▶ **Work task**
Look through the lines below; wherever the word "global" appears, copy that line.

▶ **Information supplied**
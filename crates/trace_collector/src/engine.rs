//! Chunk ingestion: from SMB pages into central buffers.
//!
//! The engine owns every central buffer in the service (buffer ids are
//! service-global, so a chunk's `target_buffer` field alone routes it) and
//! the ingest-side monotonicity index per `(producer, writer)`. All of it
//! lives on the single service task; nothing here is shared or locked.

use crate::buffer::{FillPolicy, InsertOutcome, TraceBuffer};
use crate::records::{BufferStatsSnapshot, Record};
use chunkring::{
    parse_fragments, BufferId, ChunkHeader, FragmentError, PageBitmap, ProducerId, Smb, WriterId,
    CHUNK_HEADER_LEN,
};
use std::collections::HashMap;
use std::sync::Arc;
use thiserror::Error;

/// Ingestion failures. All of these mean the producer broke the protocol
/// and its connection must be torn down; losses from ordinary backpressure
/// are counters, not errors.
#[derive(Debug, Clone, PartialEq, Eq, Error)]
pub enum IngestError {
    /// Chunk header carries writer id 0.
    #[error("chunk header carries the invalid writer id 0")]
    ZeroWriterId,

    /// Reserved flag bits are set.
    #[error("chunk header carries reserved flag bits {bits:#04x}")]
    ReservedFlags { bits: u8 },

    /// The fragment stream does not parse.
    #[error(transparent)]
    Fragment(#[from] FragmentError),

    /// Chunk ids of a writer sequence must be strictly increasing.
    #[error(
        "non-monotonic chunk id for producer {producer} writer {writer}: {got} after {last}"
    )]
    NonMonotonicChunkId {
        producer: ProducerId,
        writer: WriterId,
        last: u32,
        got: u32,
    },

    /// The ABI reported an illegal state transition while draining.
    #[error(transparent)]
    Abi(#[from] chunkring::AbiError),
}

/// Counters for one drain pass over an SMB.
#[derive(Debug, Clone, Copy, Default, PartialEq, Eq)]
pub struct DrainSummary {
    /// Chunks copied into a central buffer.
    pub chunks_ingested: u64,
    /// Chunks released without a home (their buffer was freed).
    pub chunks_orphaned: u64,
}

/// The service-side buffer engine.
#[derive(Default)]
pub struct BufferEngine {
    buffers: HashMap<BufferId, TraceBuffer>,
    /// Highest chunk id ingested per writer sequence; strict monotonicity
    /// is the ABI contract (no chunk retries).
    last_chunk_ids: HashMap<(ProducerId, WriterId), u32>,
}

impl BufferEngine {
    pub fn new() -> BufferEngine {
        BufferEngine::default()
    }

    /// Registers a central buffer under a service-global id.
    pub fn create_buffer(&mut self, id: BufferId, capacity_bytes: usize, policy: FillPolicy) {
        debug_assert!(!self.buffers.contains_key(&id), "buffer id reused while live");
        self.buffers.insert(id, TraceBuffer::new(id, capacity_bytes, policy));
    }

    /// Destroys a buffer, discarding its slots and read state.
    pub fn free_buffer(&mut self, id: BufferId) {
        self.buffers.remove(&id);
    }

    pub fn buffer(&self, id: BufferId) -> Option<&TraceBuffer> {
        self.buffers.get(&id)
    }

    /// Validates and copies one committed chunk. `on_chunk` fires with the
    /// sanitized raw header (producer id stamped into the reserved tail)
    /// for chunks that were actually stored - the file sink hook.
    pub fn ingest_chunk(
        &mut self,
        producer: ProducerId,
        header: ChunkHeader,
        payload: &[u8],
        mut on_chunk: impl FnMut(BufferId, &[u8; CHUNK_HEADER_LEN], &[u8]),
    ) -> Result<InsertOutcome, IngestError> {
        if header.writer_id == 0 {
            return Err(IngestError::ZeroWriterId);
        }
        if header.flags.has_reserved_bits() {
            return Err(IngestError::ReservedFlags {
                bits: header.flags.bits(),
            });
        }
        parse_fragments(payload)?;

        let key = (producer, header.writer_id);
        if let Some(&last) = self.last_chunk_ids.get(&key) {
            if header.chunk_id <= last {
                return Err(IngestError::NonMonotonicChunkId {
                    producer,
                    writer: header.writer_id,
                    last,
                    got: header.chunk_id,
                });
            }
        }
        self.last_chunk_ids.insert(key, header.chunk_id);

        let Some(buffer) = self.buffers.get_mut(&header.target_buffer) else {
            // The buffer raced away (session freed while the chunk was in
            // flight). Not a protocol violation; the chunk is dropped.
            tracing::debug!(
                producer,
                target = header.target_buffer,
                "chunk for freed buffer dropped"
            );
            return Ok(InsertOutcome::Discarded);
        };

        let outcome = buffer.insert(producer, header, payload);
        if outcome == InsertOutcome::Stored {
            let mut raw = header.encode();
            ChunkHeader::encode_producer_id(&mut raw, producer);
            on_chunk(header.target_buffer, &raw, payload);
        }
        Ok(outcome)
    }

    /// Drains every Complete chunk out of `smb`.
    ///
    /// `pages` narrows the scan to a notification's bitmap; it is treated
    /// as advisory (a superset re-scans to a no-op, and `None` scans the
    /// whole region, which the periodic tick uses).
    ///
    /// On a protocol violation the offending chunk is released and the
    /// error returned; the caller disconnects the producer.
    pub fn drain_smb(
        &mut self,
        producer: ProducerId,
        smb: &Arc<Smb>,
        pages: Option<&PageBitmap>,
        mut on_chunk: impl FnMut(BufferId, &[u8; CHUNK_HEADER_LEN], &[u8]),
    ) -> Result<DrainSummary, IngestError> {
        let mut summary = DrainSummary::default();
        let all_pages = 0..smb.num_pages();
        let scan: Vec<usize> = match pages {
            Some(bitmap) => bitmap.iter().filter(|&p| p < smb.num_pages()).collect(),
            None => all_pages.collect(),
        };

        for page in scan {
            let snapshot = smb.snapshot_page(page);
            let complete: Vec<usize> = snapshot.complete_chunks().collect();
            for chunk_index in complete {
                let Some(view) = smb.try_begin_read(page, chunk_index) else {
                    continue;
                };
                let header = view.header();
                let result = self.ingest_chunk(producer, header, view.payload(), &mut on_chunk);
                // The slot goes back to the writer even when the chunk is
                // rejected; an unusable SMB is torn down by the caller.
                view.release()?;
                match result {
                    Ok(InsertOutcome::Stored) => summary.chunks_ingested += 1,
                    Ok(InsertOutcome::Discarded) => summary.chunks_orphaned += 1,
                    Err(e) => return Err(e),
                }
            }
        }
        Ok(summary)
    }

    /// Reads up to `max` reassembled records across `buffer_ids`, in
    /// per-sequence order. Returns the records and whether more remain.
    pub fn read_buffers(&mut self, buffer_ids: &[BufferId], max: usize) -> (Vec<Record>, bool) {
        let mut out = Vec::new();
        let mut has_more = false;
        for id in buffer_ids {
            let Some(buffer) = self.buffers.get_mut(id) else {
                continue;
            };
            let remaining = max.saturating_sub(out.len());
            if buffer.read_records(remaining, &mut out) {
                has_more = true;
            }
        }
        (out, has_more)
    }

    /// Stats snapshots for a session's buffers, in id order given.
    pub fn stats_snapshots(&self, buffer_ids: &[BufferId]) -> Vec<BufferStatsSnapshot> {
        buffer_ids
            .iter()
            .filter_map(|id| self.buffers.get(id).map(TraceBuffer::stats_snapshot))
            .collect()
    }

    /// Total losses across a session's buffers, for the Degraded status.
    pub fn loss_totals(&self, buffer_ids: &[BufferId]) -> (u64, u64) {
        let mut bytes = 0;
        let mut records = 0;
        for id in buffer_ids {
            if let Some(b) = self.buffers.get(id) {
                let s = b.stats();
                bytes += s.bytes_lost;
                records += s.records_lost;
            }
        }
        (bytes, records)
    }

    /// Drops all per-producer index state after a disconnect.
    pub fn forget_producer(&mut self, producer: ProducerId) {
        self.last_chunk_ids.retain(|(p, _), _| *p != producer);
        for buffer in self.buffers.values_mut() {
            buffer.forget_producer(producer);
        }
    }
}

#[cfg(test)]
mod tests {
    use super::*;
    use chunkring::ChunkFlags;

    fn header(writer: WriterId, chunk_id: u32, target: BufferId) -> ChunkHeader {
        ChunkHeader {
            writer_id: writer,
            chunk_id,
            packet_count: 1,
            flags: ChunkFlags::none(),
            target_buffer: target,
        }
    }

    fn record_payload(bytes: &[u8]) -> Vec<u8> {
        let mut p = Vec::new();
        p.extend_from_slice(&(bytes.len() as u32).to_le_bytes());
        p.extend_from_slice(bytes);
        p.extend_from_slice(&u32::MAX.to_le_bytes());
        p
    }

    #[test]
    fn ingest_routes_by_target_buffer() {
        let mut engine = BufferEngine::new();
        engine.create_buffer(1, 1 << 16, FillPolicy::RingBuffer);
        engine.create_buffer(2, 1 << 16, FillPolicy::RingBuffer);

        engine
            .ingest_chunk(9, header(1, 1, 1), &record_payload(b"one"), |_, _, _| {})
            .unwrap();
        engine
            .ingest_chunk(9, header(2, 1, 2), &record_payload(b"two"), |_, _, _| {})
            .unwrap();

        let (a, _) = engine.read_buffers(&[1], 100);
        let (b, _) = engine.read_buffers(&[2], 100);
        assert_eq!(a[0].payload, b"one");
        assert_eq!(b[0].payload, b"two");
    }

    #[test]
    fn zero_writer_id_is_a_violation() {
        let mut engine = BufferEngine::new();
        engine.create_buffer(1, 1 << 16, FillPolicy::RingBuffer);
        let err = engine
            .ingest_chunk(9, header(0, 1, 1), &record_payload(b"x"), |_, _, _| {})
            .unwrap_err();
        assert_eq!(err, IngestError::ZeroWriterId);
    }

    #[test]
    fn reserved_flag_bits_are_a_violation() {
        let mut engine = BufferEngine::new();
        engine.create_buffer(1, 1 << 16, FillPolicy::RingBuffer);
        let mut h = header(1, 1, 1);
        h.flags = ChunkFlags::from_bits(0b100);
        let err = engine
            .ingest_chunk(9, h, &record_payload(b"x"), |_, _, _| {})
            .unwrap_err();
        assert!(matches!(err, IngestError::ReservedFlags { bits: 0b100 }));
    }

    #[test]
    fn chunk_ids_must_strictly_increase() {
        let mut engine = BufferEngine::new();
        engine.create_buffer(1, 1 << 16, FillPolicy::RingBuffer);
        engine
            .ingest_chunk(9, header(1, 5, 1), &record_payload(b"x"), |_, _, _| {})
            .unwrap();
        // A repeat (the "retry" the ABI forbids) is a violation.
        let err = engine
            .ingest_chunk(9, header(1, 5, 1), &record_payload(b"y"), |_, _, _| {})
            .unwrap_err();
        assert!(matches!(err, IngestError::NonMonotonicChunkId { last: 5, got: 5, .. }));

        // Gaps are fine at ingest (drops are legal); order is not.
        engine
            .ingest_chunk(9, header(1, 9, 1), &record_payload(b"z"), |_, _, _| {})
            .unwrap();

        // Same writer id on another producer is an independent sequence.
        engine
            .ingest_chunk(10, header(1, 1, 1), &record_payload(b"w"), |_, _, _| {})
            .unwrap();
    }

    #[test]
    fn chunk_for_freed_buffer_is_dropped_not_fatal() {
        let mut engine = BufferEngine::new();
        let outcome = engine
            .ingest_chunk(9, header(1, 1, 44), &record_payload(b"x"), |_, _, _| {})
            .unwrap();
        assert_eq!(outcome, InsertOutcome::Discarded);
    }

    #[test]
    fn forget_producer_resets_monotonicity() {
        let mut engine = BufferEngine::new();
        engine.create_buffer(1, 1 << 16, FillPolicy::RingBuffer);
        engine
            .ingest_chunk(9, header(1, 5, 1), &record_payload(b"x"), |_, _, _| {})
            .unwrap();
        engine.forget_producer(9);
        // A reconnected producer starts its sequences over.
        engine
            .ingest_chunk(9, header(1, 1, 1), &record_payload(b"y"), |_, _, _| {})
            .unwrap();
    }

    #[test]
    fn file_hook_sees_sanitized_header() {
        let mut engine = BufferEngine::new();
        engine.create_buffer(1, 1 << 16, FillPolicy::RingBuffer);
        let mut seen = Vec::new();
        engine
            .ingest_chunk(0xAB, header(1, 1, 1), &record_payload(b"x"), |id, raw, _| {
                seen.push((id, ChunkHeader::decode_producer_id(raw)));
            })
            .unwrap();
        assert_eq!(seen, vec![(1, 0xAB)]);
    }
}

▶ **Output of the exercise**
//! service-global, so a chunk's `target_buffer` field alone routes it) and
    /// Registers a central buffer under a service-global id.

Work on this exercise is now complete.